EXERCISE REQUIREMENTS - From the data below, copy out every line in which the word "FrameConfig" occurs.

Stored data entries
- - -

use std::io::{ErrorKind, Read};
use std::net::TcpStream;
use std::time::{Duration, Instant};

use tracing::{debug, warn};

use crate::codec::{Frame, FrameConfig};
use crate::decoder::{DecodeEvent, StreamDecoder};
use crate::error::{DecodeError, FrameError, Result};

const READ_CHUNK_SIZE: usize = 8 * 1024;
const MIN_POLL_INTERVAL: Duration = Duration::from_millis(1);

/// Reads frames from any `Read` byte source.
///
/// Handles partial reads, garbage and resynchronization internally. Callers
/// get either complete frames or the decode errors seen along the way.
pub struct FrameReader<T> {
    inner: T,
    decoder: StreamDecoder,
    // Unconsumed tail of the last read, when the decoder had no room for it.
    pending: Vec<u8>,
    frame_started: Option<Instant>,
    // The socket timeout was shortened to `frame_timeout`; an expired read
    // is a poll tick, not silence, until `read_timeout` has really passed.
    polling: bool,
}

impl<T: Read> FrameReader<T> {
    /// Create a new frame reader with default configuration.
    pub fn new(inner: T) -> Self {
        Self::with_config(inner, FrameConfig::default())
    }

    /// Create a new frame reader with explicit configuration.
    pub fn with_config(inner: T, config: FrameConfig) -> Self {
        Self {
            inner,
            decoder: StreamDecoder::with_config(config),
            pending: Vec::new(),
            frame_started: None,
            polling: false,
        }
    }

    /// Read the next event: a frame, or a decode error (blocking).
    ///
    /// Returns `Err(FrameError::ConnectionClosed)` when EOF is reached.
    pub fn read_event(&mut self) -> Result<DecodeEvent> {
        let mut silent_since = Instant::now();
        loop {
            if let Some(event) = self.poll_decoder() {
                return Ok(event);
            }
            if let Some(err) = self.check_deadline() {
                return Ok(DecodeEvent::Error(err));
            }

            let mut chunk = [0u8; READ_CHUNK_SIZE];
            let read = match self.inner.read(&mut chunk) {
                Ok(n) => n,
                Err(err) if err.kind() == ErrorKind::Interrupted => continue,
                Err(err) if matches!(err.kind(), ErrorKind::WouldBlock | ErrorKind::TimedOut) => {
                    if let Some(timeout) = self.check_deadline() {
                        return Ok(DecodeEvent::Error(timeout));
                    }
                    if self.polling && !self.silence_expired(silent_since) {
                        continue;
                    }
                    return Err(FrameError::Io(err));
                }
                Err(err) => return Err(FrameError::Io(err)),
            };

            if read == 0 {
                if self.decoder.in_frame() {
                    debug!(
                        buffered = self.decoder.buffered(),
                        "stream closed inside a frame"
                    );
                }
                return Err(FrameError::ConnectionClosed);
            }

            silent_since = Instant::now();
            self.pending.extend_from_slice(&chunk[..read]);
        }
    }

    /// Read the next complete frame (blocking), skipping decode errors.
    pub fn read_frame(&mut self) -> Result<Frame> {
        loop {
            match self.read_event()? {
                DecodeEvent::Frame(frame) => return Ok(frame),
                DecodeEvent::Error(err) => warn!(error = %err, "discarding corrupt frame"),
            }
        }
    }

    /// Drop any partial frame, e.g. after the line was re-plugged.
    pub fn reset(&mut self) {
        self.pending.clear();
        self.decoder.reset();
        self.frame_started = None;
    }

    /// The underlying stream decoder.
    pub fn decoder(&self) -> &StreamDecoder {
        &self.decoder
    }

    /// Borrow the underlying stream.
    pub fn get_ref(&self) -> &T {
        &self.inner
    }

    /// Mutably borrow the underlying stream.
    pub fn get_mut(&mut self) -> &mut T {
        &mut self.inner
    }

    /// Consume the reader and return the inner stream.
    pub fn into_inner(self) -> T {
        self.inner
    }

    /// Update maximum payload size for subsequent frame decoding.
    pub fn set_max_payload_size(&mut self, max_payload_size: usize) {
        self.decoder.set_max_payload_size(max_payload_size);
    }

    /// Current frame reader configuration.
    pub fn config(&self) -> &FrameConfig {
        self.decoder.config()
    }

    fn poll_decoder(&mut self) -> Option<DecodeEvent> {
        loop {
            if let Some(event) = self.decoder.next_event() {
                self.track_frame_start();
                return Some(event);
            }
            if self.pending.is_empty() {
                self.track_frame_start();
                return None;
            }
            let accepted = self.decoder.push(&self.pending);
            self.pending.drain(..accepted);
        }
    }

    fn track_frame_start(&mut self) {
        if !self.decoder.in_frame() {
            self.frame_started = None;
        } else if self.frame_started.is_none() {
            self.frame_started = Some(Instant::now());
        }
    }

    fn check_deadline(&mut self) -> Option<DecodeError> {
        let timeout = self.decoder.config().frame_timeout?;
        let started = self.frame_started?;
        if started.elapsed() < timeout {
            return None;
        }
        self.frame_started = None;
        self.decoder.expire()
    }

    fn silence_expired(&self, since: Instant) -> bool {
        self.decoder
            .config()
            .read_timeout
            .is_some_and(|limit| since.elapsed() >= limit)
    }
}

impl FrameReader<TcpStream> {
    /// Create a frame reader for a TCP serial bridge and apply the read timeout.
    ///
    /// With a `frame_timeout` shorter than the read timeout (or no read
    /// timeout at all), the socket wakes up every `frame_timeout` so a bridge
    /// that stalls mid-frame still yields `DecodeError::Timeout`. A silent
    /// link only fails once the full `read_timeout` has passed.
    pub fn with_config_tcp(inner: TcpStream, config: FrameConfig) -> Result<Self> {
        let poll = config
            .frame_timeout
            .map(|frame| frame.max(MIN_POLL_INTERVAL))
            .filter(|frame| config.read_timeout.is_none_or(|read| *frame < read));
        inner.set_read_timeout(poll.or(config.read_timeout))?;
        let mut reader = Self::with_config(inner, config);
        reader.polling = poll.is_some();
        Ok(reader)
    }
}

- - -

EXERCISE RESULT -
use crate::codec::{Frame, FrameConfig};
        Self::with_config(inner, FrameConfig::default())
    pub fn with_config(inner: T, config: FrameConfig) -> Self {
    pub fn config(&self) -> &FrameConfig {
    pub fn with_config_tcp(inner: TcpStream, config: FrameConfig) -> Result<Self> {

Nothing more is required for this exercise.